Алёна как-то сразу перепрыгнула из своего детства в свою взрослую жизнь. Она миновала своё девичество, пропустила отрочество. А может быть, её девичество, её женское отрочество просто «съела» война.
А я, прожив несколько лет почти уже взрослой жизнью, обогнал своё отрочество и теперь жадно хотел вернуться к нему, хотел испытать особенности этого возраста, пропущенного мной из-за войны.
И наши весенние тропинки с Алёной Сигалаевой разбежались в разные стороны. Когда-то они были единой детской тропой — счастливой и наивной. Теперь они уходили каждая к своему горизонту — к своим лугам и садам, к своим озёрам и рекам, к своим зарослям и буреломам.

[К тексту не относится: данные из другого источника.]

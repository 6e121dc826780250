//! In-memory implementation of the portal repository.
//!
//! Used by the test-suite and by local runs without `DATABASE_URL`. State lives in
//! `HashMap`s behind a single `tokio::sync::RwLock`; every mutation runs under the write
//! lock, which is what makes reorder batches and step replacement atomic here.
//! Nothing is durable.

use async_trait::async_trait;
use chrono::Utc;
use std::collections::HashMap;
use tokio::sync::RwLock;
use uuid::Uuid;

use super::{ModuleFilter, OrderKind, Repository};
use crate::access::Role;
use crate::error::{PortalError, PortalResult};
use crate::models::{
    Folder, FolderRequest, INSTRUCTIONS_TITLE, Module, ModuleRequest, Step, SubModule, User,
};
use crate::reorder::{self, ReorderUpdate};

#[derive(Default)]
struct State {
    users: HashMap<Uuid, User>,
    folders: HashMap<Uuid, Folder>,
    modules: HashMap<Uuid, Module>,
    /// Keyed by `module_id`: at most one sub-module per module.
    sub_modules: HashMap<Uuid, SubModule>,
}

impl State {
    fn sorted_folders(&self) -> Vec<Folder> {
        let mut folders: Vec<Folder> = self.folders.values().cloned().collect();
        folders.sort_by_key(|f| (f.display_order, f.created_at));
        folders
    }

    fn module_siblings(&self, folder_id: Option<Uuid>) -> Vec<Module> {
        let mut modules: Vec<Module> = self
            .modules
            .values()
            .filter(|m| m.folder_id == folder_id)
            .cloned()
            .collect();
        modules.sort_by_key(|m| (m.display_order, m.created_at));
        modules
    }

    fn compact_folders(&mut self) {
        for update in reorder::compact(&self.sorted_folders()) {
            if let Some(folder) = self.folders.get_mut(&update.id) {
                folder.display_order = update.new_order;
            }
        }
    }

    fn compact_modules(&mut self, folder_id: Option<Uuid>) {
        for update in reorder::compact(&self.module_siblings(folder_id)) {
            if let Some(module) = self.modules.get_mut(&update.id) {
                module.display_order = update.new_order;
            }
        }
    }

    fn current_order(&self, kind: OrderKind, id: Uuid) -> Option<i32> {
        match kind {
            OrderKind::Folder => self.folders.get(&id).map(|f| f.display_order),
            OrderKind::Module => self.modules.get(&id).map(|m| m.display_order),
        }
    }

    fn set_order(&mut self, kind: OrderKind, id: Uuid, order: i32) {
        match kind {
            OrderKind::Folder => {
                if let Some(folder) = self.folders.get_mut(&id) {
                    folder.display_order = order;
                }
            }
            OrderKind::Module => {
                if let Some(module) = self.modules.get_mut(&id) {
                    module.display_order = order;
                }
            }
        }
    }

    fn replace_steps(&mut self, module_id: Uuid, steps: Vec<Step>) -> Option<SubModule> {
        if steps.is_empty() {
            self.sub_modules.remove(&module_id);
            return None;
        }
        let sub_module = match self.sub_modules.get(&module_id) {
            Some(existing) => SubModule {
                steps,
                ..existing.clone()
            },
            None => SubModule {
                id: Uuid::new_v4(),
                module_id,
                title: INSTRUCTIONS_TITLE.to_string(),
                content: None,
                steps,
                created_at: Utc::now(),
            },
        };
        self.sub_modules.insert(module_id, sub_module.clone());
        Some(sub_module)
    }
}

/// InMemoryRepository
#[derive(Default)]
pub struct InMemoryRepository {
    state: RwLock<State>,
}

impl InMemoryRepository {
    pub fn new() -> Self {
        Self::default()
    }

    /// Seeds a user record; identities are owned by the auth collaborator, so there is
    /// no `create_user` on the trait.
    pub async fn insert_user(&self, user: User) {
        self.state.write().await.users.insert(user.id, user);
    }
}

#[async_trait]
impl Repository for InMemoryRepository {
    async fn get_user(&self, id: Uuid) -> PortalResult<Option<User>> {
        Ok(self.state.read().await.users.get(&id).cloned())
    }

    async fn list_users(&self) -> PortalResult<Vec<User>> {
        let mut users: Vec<User> = self.state.read().await.users.values().cloned().collect();
        users.sort_by(|a, b| b.created_at.cmp(&a.created_at));
        Ok(users)
    }

    async fn update_user_role(&self, id: Uuid, role: Role) -> PortalResult<User> {
        let mut state = self.state.write().await;
        let user = state
            .users
            .get_mut(&id)
            .ok_or_else(|| PortalError::not_found(format!("user {id}")))?;
        user.role = role;
        Ok(user.clone())
    }

    async fn list_folders(&self) -> PortalResult<Vec<Folder>> {
        Ok(self.state.read().await.sorted_folders())
    }

    async fn get_folder(&self, id: Uuid) -> PortalResult<Folder> {
        self.state
            .read()
            .await
            .folders
            .get(&id)
            .cloned()
            .ok_or_else(|| PortalError::not_found(format!("folder {id}")))
    }

    async fn create_folder(&self, req: FolderRequest, created_by: Uuid) -> PortalResult<Folder> {
        let mut state = self.state.write().await;
        let now = Utc::now();
        let folder = Folder {
            id: Uuid::new_v4(),
            name: req.name,
            description: req.description,
            display_order: reorder::next_position(state.folders.len()),
            created_at: now,
            updated_at: now,
            created_by: Some(created_by),
            updated_by: Some(created_by),
        };
        state.folders.insert(folder.id, folder.clone());
        Ok(folder)
    }

    async fn update_folder(
        &self,
        id: Uuid,
        req: FolderRequest,
        updated_by: Uuid,
    ) -> PortalResult<Folder> {
        let mut state = self.state.write().await;
        let folder = state
            .folders
            .get_mut(&id)
            .ok_or_else(|| PortalError::not_found(format!("folder {id}")))?;
        folder.name = req.name;
        folder.description = req.description;
        folder.updated_at = Utc::now();
        folder.updated_by = Some(updated_by);
        Ok(folder.clone())
    }

    async fn delete_folder(&self, id: Uuid) -> PortalResult<()> {
        let mut state = self.state.write().await;
        state
            .folders
            .remove(&id)
            .ok_or_else(|| PortalError::not_found(format!("folder {id}")))?;
        state.compact_folders();
        Ok(())
    }

    async fn list_modules(&self, filter: ModuleFilter) -> PortalResult<Vec<Module>> {
        let state = self.state.read().await;
        Ok(match filter {
            ModuleFilter::Folder(folder_id) => state.module_siblings(folder_id),
            ModuleFilter::All => {
                let mut modules: Vec<Module> = state.modules.values().cloned().collect();
                modules.sort_by_key(|m| (m.folder_id, m.display_order));
                modules
            }
        })
    }

    async fn get_module(&self, id: Uuid) -> PortalResult<Module> {
        self.state
            .read()
            .await
            .modules
            .get(&id)
            .cloned()
            .ok_or_else(|| PortalError::not_found(format!("module {id}")))
    }

    async fn create_module(&self, req: ModuleRequest, created_by: Uuid) -> PortalResult<Module> {
        let mut state = self.state.write().await;
        let module = Module {
            id: Uuid::new_v4(),
            title: req.title,
            description: req.description,
            folder_id: req.folder_id,
            display_order: reorder::next_position(state.module_siblings(req.folder_id).len()),
            view_roles: req.view_roles,
            edit_roles: req.edit_roles,
            created_at: Utc::now(),
            created_by: Some(created_by),
        };
        state.modules.insert(module.id, module.clone());
        if let Some(steps) = req.steps {
            state.replace_steps(module.id, steps);
        }
        Ok(module)
    }

    async fn update_module(&self, id: Uuid, req: ModuleRequest) -> PortalResult<Module> {
        let mut state = self.state.write().await;
        let previous_folder = state
            .modules
            .get(&id)
            .map(|m| m.folder_id)
            .ok_or_else(|| PortalError::not_found(format!("module {id}")))?;

        let moved = previous_folder != req.folder_id;
        let new_order = moved.then(|| reorder::next_position(state.module_siblings(req.folder_id).len()));

        let updated = {
            let module = state
                .modules
                .get_mut(&id)
                .ok_or_else(|| PortalError::not_found(format!("module {id}")))?;
            module.title = req.title;
            module.description = req.description;
            module.folder_id = req.folder_id;
            module.view_roles = req.view_roles;
            module.edit_roles = req.edit_roles;
            if let Some(order) = new_order {
                module.display_order = order;
            }
            module.clone()
        };

        if moved {
            state.compact_modules(previous_folder);
        }
        if let Some(steps) = req.steps {
            state.replace_steps(id, steps);
        }
        Ok(updated)
    }

    async fn delete_module(&self, id: Uuid) -> PortalResult<()> {
        let mut state = self.state.write().await;
        let module = state
            .modules
            .remove(&id)
            .ok_or_else(|| PortalError::not_found(format!("module {id}")))?;
        state.sub_modules.remove(&id);
        state.compact_modules(module.folder_id);
        Ok(())
    }

    async fn get_sub_modules(&self, module_id: Uuid) -> PortalResult<Vec<SubModule>> {
        Ok(self
            .state
            .read()
            .await
            .sub_modules
            .get(&module_id)
            .cloned()
            .into_iter()
            .collect())
    }

    async fn replace_sub_module_steps(
        &self,
        module_id: Uuid,
        steps: Vec<Step>,
    ) -> PortalResult<Option<SubModule>> {
        let mut state = self.state.write().await;
        if !state.modules.contains_key(&module_id) {
            return Err(PortalError::not_found(format!("module {module_id}")));
        }
        Ok(state.replace_steps(module_id, steps))
    }

    async fn apply_reorder(&self, kind: OrderKind, updates: &[ReorderUpdate]) -> PortalResult<()> {
        let mut state = self.state.write().await;

        // Check every precondition before the first write.
        for update in updates {
            match state.current_order(kind, update.id) {
                None => return Err(PortalError::not_found(format!("{kind:?} {}", update.id))),
                Some(order) if order != update.previous_order => {
                    return Err(PortalError::Conflict(format!(
                        "{kind:?} {} moved since it was listed",
                        update.id
                    )));
                }
                Some(_) => {}
            }
        }

        for update in updates {
            state.set_order(kind, update.id, update.new_order);
        }
        Ok(())
    }
}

Прошёл год. Весной сорок пятого на Преображенку вернулся из госпиталя старший сержант Николай Крысин — осунувшийся, с густой сединой в волосах.
На «вшивом дворе» Кольку встретили, как и положено встречать вернувшегося с войны солдата, — неделю пир шёл горой.
С первых же дней после своего возвращения старший сын Фомы Крысина стремился как бы подвести черту под всеми довоенными обстоятельствами своей жизни на Преображенке. Увидев Зину Сигалаеву, он сразу сказал ей:
— Всё, Зинуха, на прошлом крест ставим. Был Колька-модельер, да весь вышел. Два пальчика похоронил на войне — сапожником, каким раньше был, мне теперь уже не быть. А кем быть, ещё не придумал. Знаю только одно — ишачить по-чёрному не стану. Мозги надо в дело пускать. А для этого тыл крепкий требуется, или, как теперь говорят, моральный облик.